# [Exercise details]
Restate every record that follows, keeping it exact.

# [Dataset extract]
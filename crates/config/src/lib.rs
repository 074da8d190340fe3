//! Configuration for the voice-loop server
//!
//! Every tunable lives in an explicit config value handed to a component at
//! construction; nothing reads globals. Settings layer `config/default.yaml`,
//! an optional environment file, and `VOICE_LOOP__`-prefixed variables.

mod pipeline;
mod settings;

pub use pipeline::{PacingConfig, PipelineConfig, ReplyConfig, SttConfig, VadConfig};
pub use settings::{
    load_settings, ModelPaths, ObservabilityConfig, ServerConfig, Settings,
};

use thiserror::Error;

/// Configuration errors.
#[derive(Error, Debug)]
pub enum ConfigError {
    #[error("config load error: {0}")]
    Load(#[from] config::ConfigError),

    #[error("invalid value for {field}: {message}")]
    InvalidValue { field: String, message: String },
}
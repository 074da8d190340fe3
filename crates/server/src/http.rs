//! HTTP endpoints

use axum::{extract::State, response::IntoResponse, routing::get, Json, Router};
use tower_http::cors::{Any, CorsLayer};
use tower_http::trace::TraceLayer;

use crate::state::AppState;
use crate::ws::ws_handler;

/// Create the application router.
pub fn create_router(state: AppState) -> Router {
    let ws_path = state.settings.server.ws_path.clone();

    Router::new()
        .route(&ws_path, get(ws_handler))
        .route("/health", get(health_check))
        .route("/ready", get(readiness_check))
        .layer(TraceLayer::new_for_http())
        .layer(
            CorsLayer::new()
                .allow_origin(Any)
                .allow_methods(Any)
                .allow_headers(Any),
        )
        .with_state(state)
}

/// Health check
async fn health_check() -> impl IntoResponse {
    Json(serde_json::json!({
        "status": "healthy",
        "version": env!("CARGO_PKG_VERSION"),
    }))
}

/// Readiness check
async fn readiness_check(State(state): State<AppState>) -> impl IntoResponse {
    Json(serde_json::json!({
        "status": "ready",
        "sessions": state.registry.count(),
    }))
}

# [Response to this exercise]
filename crates/config/src/lib.rs
repository 074da8d190340fe3
//! Configuration for the voice-loop server
//!
//! Every tunable lives in an explicit config value handed to a component at
//! construction; nothing reads globals. Settings layer `config/default.yaml`,
//! an optional environment file, and `VOICE_LOOP__`-prefixed variables.

mod pipeline;
mod settings;

pub use pipeline::{PacingConfig, PipelineConfig, ReplyConfig, SttConfig, VadConfig};
pub use settings::{
    load_settings, ModelPaths, ObservabilityConfig, ServerConfig, Settings,
};

use thiserror::Error;

/// Configuration errors.
#[derive(Error, Debug)]
pub enum ConfigError {
    #[error("config load error: {0}")]
    Load(#[from] config::ConfigError),

    #[error("invalid value for {field}: {message}")]
    InvalidValue { field: String, message: String },
}
repository 074da8d190340fe3
filename crates/server/src/http.rs
//! HTTP endpoints

use axum::{extract::State, response::IntoResponse, routing::get, Json, Router};
use tower_http::cors::{Any, CorsLayer};
use tower_http::trace::TraceLayer;

use crate::state::AppState;
use crate::ws::ws_handler;

/// Create the application router.
pub fn create_router(state: AppState) -> Router {
    let ws_path = state.settings.server.ws_path.clone();

    Router::new()
        .route(&ws_path, get(ws_handler))
        .route("/health", get(health_check))
        .route("/ready", get(readiness_check))
        .layer(TraceLayer::new_for_http())
        .layer(
            CorsLayer::new()
                .allow_origin(Any)
                .allow_methods(Any)
                .allow_headers(Any),
        )
        .with_state(state)
}

/// Health check
async fn health_check() -> impl IntoResponse {
    Json(serde_json::json!({
        "status": "healthy",
        "version": env!("CARGO_PKG_VERSION"),
    }))
}

/// Readiness check
async fn readiness_check(State(state): State<AppState>) -> impl IntoResponse {
    Json(serde_json::json!({
        "status": "ready",
        "sessions": state.registry.count(),
    }))
}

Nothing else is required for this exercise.